COVID, unrest, climate seen as recipe for worsening U.S. housing inequality

NEW YORK: Coronavirus, racial tensions and climate disasters have combined to worsen already deep housing inequalities, with far more Black and Hispanic Americans falling behind in rents and mortgages than their white counterparts, a key report said on Thursday.

The COVID-19 pandemic put people out of work, racial unrest exposed inequity and extreme weather linked to global warming is worsening, said the study by Harvard University’s Joint Center for Housing Studies (JCHS).

More Black and Hispanic workers than white workers have lost their jobs, creating a growing inability to make their housing payments and exacerbating an already severely unequal system, it said.

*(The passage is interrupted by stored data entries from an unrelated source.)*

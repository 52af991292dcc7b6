use chrono::{DateTime, Utc};
use serde::{Deserialize, Serialize};
use sqlx::types::Uuid;
use sqlx::{PgExecutor, Postgres, Transaction};
use strum_macros::{Display, EnumString};

use crate::error::CoreError;
use crate::user::User;

/// Credits debited per booking. Hardcoded in the product, not derived from the
/// service price.
pub const BOOKING_CREDIT_COST: i64 = 5;
/// Welcome grant for new customer accounts, enough for exactly one booking.
pub const REGISTRATION_BONUS_CREDITS: i64 = 5;

#[derive(
    Debug, Clone, Copy, PartialEq, Eq, Serialize, Deserialize, sqlx::Type, Display, EnumString,
)]
#[sqlx(type_name = "text", rename_all = "snake_case")]
#[serde(rename_all = "snake_case")]
#[strum(serialize_all = "snake_case")]
pub enum CreditTransactionKind {
    Subscription,
    Purchase,
    Usage,
    Refund,
    Adjustment,
}

/// Append-only ledger entry. Every mutation of `users.credits` writes exactly
/// one of these; the sum of a user's entries equals their balance.
#[derive(Debug, Clone, Serialize, Deserialize, sqlx::FromRow)]
#[serde(rename_all = "camelCase")]
pub struct CreditTransaction {
    pub id: Uuid,
    pub user_id: Uuid,
    pub amount: i64,
    pub kind: CreditTransactionKind,
    pub description: String,
    pub reference: Option<String>,
    pub created_at: DateTime<Utc>,
}

impl CreditTransaction {
    pub fn new(
        user_id: Uuid,
        amount: i64,
        kind: CreditTransactionKind,
        description: String,
        reference: Option<String>,
    ) -> Self {
        Self {
            id: Uuid::new_v4(),
            user_id,
            amount,
            kind,
            description,
            reference,
            created_at: Utc::now(),
        }
    }

    pub async fn create<'e, E: PgExecutor<'e>>(
        self,
        executor: E,
    ) -> Result<CreditTransaction, CoreError> {
        let entry = sqlx::query_as::<_, CreditTransaction>(
            r#"
            INSERT INTO credit_transactions (id, user_id, amount, kind, description, reference, created_at)
            VALUES ($1, $2, $3, $4, $5, $6, $7)
            RETURNING *
            "#,
        )
        .bind(self.id)
        .bind(self.user_id)
        .bind(self.amount)
        .bind(self.kind)
        .bind(&self.description)
        .bind(&self.reference)
        .bind(self.created_at)
        .fetch_one(executor)
        .await?;
        Ok(entry)
    }
}

/// Reads the current balance; no side effect.
pub async fn has_enough_credits<'e, E: PgExecutor<'e>>(
    executor: E,
    user_id: Uuid,
    required: i64,
) -> Result<bool, CoreError> {
    let balance: i64 = sqlx::query_scalar("SELECT credits FROM users WHERE id = $1")
        .bind(user_id)
        .fetch_optional(executor)
        .await?
        .ok_or(CoreError::NotFound("user"))?;
    Ok(balance >= required)
}

/// Decrements the balance and appends the matching negative ledger entry.
///
/// The decrement is conditional on `credits >= amount` so two concurrent
/// deductions cannot overdraw; when it does not apply, the user is looked up
/// to tell "missing" apart from "short".
pub async fn deduct_credits(
    tx: &mut Transaction<'_, Postgres>,
    user_id: Uuid,
    amount: i64,
    description: String,
    reference: Option<String>,
) -> Result<User, CoreError> {
    if amount <= 0 {
        return Err(CoreError::validation("deduction amount must be positive"));
    }

    let updated = sqlx::query_as::<_, User>(
        r#"
        UPDATE users SET credits = credits - $1, updated_at = NOW()
        WHERE id = $2 AND credits >= $1
        RETURNING *
        "#,
    )
    .bind(amount)
    .bind(user_id)
    .fetch_optional(&mut **tx)
    .await?;

    match updated {
        Some(user) => {
            CreditTransaction::new(user_id, -amount, CreditTransactionKind::Usage, description, reference)
                .create(&mut **tx)
                .await?;
            Ok(user)
        }
        None => {
            let user = User::find_by_id(&mut **tx, user_id)
                .await?
                .ok_or(CoreError::NotFound("user"))?;
            Err(CoreError::InsufficientCredits {
                required: amount,
                available: user.credits,
            })
        }
    }
}

/// Increments the balance and appends the matching positive ledger entry.
pub async fn grant_credits(
    tx: &mut Transaction<'_, Postgres>,
    user_id: Uuid,
    amount: i64,
    kind: CreditTransactionKind,
    description: String,
    reference: Option<String>,
) -> Result<User, CoreError> {
    if amount <= 0 {
        return Err(CoreError::validation("grant amount must be positive"));
    }

    let user = sqlx::query_as::<_, User>(
        "UPDATE users SET credits = credits + $1, updated_at = NOW() WHERE id = $2 RETURNING *",
    )
    .bind(amount)
    .bind(user_id)
    .fetch_optional(&mut **tx)
    .await?
    .ok_or(CoreError::NotFound("user"))?;

    CreditTransaction::new(user_id, amount, kind, description, reference)
        .create(&mut **tx)
        .await?;
    Ok(user)
}

/// Idempotent grant keyed on `reference` (checkout session id, subscription
/// id, invoice id). Webhook deliveries can repeat; when an entry with that
/// reference already exists the grant returns `None` and the balance is
/// untouched.
pub async fn grant_credits_once(
    tx: &mut Transaction<'_, Postgres>,
    user_id: Uuid,
    amount: i64,
    kind: CreditTransactionKind,
    description: String,
    reference: &str,
) -> Result<Option<User>, CoreError> {
    let already_granted: Option<i64> =
        sqlx::query_scalar("SELECT 1 FROM credit_transactions WHERE reference = $1 LIMIT 1")
            .bind(reference)
            .fetch_optional(&mut **tx)
            .await?;
    if already_granted.is_some() {
        tracing::info!(
            "[grant_credits_once] reference {} already granted, skipping",
            reference
        );
        return Ok(None);
    }

    let user = grant_credits(tx, user_id, amount, kind, description, Some(reference.to_string())).await?;
    Ok(Some(user))
}

pub async fn list_transactions<'e, E: PgExecutor<'e>>(
    executor: E,
    user_id: Uuid,
    limit: i64,
) -> Result<Vec<CreditTransaction>, CoreError> {
    let entries = sqlx::query_as::<_, CreditTransaction>(
        "SELECT * FROM credit_transactions WHERE user_id = $1 ORDER BY created_at DESC LIMIT $2",
    )
    .bind(user_id)
    .bind(limit)
    .fetch_all(executor)
    .await?;
    Ok(entries)
}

“The big picture takeaway is that the pandemic really amplified the existing housing affordability crisis that was occurring for many households around the country,” said Dan McCue, a JCHS senior research associate who led the study.

“It hit hardest the families that were already struggling,” he told the Thomson Reuters Foundation.

Findings in the report, which analyzed government surveys and data, reflect long-held discriminatory policies and inequitable access to homeownership, McCue said.

This year, 23% of Black renter households and 20% of Hispanic renter households were behind on rent as of September, compared with 10% of white renter households, the report said.

Also, while 7% of white homeowners were behind on mortgage payments in September, the rate was more than twice as high among Hispanic and Black homeowners, who were 18% and 17% behind, respectively, it said.

“We’ve gotten little headway in the persistent issues of affordability and the legacy of discrimination,” said McCue.

Researchers also found white-collar workers whose incomes and livelihoods were not upended by the pandemic helped drive gains in the housing market, as did low mortgage rates.

Existing home sales were up 21% in September from the year prior, and mortgage refinances in the first half of 2020 were more than triple the number in the same period in 2019.

Single family homebuilding starts in September were up 22% from the year prior, the strongest month in more than 13 years, the research said.

“Those households who were less likely to be affected by income loss and job loss were really kind of driving the market for home ownership through the year,” McCue said.

McCue warned that the housing industry faces threats from the growing impact of climate change.

As of September, 16 disasters causing a billion dollars or more in damages occurred, according to the U.S. National Oceanic and Atmospheric Administration, tied with the full-year totals in 2011 and 2017.

Total damages neared $50 billion as of September, surpassing the total for 2019, the study said.

President-elect Joe Biden has proposed building millions of sustainable homes, expanding a tax credit to spur construction of affordable units and bolstering federal assistance to expand access to subsidized housing.